### AIM OF THE TASK
Nothing below is to be printed except the lines between the line holding "session.answer_current(Answer::Yes).unwrap();" and the line holding "manager.show_end_of_catalog(session.progress());", inclusive, each exactly as it appears.

### Dataset entries
++++++++++

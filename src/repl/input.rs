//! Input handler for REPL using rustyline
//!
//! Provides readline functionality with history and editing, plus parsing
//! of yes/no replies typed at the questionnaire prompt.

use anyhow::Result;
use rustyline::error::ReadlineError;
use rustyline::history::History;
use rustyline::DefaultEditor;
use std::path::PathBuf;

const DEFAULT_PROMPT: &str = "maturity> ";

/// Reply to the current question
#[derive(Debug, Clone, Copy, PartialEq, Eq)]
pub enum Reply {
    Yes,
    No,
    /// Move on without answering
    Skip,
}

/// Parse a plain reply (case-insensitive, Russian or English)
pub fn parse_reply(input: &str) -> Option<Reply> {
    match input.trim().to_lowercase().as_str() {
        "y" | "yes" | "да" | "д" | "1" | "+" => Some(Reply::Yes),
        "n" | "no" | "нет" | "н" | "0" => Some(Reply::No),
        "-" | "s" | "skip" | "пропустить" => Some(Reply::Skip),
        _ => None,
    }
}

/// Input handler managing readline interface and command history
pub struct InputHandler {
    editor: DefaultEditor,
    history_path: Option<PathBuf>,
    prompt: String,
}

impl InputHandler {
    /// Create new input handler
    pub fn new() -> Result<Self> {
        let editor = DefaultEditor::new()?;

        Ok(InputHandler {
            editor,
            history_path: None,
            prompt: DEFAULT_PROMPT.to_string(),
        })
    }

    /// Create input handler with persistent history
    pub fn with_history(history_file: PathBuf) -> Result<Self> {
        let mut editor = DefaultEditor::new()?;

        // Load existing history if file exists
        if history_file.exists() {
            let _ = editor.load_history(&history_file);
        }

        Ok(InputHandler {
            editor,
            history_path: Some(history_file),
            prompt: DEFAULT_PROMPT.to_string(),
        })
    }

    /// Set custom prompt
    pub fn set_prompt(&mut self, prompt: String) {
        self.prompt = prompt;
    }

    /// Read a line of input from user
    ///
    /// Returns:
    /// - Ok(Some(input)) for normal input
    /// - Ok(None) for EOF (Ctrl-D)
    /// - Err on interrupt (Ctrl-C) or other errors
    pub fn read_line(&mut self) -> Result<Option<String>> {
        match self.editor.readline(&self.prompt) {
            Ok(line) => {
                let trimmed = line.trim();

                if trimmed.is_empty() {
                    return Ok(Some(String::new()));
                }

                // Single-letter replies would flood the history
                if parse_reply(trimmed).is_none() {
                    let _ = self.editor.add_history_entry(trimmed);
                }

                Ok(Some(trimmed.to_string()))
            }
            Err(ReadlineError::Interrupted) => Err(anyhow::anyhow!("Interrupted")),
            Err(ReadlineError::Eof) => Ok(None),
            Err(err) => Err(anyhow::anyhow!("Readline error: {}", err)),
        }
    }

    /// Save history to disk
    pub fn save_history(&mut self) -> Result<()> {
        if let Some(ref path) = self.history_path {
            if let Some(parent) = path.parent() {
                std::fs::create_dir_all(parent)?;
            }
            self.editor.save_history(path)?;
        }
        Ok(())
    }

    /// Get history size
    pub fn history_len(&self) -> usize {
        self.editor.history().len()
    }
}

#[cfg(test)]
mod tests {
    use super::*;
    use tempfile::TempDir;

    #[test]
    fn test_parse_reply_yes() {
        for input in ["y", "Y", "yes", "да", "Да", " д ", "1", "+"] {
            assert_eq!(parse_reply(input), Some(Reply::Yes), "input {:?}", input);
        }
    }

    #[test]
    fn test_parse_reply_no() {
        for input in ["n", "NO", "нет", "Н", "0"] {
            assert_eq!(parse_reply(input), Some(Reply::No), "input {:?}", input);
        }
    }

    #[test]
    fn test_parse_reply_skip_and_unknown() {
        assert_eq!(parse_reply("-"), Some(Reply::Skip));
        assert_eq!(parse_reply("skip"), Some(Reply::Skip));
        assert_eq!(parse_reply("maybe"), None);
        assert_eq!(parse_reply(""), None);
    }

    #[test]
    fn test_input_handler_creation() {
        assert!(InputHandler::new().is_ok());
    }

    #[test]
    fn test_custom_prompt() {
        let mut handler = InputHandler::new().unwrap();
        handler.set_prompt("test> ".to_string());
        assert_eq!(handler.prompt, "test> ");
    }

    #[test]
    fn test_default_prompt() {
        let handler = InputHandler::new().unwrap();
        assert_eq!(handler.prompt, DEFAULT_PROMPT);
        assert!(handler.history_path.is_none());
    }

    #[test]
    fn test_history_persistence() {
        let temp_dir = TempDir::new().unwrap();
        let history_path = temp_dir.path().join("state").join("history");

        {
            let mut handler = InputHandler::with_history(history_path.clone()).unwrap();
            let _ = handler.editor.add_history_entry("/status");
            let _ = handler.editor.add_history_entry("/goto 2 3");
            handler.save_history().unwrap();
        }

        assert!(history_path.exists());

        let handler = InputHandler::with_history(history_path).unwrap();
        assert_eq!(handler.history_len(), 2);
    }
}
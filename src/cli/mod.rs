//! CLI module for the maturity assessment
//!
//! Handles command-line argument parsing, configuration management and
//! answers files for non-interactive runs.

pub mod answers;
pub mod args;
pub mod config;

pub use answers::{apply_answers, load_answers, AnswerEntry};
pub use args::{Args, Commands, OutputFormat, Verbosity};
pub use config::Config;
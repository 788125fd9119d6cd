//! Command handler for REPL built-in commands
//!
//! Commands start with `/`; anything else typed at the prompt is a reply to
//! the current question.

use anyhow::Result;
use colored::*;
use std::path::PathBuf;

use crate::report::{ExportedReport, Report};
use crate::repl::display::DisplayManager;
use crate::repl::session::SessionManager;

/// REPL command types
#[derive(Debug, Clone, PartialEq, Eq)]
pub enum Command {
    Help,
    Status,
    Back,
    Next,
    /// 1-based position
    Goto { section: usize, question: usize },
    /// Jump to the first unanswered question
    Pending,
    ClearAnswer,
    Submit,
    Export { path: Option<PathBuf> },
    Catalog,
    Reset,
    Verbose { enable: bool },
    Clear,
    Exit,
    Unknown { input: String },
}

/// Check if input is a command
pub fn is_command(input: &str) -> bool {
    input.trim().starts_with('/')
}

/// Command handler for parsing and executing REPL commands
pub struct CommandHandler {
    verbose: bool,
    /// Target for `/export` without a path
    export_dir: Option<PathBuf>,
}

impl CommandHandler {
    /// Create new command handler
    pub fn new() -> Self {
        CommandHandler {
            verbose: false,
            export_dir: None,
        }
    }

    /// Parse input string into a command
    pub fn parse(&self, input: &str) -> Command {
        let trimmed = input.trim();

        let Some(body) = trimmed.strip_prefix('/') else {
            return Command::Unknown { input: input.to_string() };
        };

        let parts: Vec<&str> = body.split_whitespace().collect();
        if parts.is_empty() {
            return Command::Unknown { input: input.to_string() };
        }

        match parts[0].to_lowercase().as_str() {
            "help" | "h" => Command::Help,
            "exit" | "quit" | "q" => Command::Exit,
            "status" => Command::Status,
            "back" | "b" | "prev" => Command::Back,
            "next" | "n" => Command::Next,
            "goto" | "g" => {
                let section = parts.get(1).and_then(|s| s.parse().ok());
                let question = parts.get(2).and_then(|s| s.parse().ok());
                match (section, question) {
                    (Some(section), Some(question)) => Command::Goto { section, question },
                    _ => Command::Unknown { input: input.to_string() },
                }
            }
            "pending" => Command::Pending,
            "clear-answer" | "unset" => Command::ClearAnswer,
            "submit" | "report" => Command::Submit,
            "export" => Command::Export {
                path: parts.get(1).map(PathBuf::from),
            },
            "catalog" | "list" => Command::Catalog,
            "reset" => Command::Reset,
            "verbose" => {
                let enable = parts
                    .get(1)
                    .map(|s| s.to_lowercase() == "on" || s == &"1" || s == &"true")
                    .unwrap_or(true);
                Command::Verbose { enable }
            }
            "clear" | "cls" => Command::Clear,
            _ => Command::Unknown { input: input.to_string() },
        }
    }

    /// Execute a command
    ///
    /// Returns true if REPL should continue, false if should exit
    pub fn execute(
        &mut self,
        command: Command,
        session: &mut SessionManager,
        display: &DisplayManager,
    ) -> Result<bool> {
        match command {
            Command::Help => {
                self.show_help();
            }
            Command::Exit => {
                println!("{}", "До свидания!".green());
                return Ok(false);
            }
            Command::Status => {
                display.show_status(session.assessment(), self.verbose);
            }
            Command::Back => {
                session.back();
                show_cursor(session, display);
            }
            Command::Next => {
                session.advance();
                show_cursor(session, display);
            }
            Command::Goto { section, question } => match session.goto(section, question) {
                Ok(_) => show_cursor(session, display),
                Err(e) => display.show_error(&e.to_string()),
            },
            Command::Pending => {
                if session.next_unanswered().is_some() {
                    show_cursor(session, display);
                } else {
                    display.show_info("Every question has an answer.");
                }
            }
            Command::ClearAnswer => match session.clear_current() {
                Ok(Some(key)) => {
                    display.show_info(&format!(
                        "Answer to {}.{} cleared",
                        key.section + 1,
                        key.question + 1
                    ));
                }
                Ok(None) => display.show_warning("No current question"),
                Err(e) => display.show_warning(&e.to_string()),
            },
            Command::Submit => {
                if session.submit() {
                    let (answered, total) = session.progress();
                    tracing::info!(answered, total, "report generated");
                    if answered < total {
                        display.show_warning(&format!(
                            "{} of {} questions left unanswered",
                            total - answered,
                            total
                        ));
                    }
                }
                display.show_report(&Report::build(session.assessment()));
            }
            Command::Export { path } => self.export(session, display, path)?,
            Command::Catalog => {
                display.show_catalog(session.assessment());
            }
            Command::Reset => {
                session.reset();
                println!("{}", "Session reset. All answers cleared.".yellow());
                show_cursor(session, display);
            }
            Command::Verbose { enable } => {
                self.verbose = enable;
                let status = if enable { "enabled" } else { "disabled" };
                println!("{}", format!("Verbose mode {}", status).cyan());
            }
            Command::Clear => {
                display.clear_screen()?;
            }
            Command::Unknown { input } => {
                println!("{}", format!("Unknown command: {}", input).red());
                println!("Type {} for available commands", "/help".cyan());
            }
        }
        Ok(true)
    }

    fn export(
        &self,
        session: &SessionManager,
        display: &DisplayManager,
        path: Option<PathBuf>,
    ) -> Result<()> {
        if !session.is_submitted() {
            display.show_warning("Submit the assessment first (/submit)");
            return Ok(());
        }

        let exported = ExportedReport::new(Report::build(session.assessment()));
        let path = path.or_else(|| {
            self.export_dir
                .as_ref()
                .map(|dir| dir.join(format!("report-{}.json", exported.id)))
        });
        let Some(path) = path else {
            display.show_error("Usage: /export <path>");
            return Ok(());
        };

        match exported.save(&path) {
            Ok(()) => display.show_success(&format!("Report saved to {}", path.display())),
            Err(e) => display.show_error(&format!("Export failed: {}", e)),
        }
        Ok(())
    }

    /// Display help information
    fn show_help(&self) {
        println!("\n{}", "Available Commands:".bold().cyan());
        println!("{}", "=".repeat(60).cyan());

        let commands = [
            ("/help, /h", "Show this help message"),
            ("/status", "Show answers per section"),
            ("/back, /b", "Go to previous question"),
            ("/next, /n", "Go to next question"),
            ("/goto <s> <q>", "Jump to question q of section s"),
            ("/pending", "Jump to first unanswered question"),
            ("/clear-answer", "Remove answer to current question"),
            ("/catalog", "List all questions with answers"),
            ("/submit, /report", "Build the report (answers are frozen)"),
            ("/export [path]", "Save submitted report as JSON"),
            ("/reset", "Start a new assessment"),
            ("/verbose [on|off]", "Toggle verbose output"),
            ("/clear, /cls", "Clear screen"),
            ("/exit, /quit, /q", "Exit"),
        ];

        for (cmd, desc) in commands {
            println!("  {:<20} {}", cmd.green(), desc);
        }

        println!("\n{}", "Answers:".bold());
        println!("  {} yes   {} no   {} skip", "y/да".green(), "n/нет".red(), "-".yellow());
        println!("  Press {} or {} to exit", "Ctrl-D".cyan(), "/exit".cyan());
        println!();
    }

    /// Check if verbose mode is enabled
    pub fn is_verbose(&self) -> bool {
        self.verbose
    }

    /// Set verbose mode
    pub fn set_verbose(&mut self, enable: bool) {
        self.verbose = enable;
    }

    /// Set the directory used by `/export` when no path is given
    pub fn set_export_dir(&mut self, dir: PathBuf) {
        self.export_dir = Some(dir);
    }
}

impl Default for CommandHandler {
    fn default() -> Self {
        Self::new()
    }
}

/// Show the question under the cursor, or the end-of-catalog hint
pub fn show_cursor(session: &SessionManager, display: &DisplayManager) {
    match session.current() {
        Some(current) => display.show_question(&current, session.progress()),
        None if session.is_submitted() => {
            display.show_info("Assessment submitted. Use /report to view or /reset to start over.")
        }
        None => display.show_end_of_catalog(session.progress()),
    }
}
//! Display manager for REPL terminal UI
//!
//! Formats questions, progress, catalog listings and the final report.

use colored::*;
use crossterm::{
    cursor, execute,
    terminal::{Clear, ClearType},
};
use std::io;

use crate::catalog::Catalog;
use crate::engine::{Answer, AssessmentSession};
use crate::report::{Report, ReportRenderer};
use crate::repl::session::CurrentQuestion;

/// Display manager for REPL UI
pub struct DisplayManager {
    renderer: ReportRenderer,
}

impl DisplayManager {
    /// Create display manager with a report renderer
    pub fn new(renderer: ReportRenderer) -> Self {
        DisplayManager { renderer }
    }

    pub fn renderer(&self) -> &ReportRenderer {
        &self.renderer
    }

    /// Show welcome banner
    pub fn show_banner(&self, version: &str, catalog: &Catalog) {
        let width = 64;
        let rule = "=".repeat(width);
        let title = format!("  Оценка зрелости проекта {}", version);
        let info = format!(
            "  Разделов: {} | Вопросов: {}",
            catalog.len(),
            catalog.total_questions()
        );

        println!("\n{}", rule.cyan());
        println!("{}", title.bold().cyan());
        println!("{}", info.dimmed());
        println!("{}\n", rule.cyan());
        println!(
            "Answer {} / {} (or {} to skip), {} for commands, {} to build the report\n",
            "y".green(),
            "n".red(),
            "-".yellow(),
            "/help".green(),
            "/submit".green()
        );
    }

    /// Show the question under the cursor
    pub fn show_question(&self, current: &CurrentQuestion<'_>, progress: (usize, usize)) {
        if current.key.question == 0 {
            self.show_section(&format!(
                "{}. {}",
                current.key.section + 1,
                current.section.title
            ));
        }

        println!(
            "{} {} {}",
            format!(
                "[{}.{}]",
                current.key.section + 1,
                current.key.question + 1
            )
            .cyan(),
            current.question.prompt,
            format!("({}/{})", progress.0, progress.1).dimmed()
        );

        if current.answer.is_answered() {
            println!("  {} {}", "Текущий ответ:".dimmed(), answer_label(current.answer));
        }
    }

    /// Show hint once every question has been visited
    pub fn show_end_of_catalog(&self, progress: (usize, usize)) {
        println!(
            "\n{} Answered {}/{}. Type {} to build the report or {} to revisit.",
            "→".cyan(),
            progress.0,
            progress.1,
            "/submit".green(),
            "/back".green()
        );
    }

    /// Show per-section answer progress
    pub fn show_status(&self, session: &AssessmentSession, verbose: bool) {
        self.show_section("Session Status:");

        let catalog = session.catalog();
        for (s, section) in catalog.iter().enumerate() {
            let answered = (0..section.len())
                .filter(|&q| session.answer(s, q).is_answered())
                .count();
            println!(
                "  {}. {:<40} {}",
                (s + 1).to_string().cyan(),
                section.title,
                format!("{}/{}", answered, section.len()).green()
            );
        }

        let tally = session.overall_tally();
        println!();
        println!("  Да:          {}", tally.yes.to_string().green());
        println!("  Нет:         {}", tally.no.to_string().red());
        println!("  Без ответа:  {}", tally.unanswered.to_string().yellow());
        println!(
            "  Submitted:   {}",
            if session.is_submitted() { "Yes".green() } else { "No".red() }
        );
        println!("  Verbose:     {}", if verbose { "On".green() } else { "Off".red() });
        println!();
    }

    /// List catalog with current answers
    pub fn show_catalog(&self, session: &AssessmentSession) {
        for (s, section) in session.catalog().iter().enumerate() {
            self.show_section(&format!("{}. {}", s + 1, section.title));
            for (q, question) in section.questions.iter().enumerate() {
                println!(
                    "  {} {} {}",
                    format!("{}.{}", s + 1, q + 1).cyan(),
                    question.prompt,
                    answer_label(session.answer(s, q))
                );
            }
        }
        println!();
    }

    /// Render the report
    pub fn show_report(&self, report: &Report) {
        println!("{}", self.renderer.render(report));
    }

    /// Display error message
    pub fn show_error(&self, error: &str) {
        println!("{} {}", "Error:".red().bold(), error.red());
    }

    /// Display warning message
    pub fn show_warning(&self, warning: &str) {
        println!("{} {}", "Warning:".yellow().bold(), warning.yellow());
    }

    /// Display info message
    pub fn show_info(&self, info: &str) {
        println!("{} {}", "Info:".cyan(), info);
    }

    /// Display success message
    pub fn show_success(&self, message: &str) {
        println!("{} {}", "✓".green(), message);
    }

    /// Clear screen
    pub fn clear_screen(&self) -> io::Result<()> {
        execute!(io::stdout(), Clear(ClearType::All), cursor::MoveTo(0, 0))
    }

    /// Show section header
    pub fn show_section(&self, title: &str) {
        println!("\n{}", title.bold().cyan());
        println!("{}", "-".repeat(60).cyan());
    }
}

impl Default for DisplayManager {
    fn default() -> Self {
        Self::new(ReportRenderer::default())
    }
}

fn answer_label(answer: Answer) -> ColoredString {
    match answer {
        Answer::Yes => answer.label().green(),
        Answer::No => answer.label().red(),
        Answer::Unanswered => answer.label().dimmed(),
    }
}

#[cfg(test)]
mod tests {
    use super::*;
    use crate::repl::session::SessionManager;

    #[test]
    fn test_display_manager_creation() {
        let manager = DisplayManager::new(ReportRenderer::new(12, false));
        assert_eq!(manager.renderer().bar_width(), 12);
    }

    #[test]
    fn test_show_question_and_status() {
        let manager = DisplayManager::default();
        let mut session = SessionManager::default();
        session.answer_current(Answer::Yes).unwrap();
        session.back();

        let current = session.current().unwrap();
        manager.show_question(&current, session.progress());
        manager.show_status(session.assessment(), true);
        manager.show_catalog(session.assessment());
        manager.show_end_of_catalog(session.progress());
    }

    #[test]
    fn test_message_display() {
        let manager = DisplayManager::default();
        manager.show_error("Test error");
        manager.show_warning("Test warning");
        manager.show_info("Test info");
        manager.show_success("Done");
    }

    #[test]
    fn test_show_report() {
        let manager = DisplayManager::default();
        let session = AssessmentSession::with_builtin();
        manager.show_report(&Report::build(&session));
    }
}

++++++++++

### ANSWER BOX
        session.answer_current(Answer::Yes).unwrap();
        session.back();

        let current = session.current().unwrap();
        manager.show_question(&current, session.progress());
        manager.show_status(session.assessment(), true);
        manager.show_catalog(session.assessment());
        manager.show_end_of_catalog(session.progress());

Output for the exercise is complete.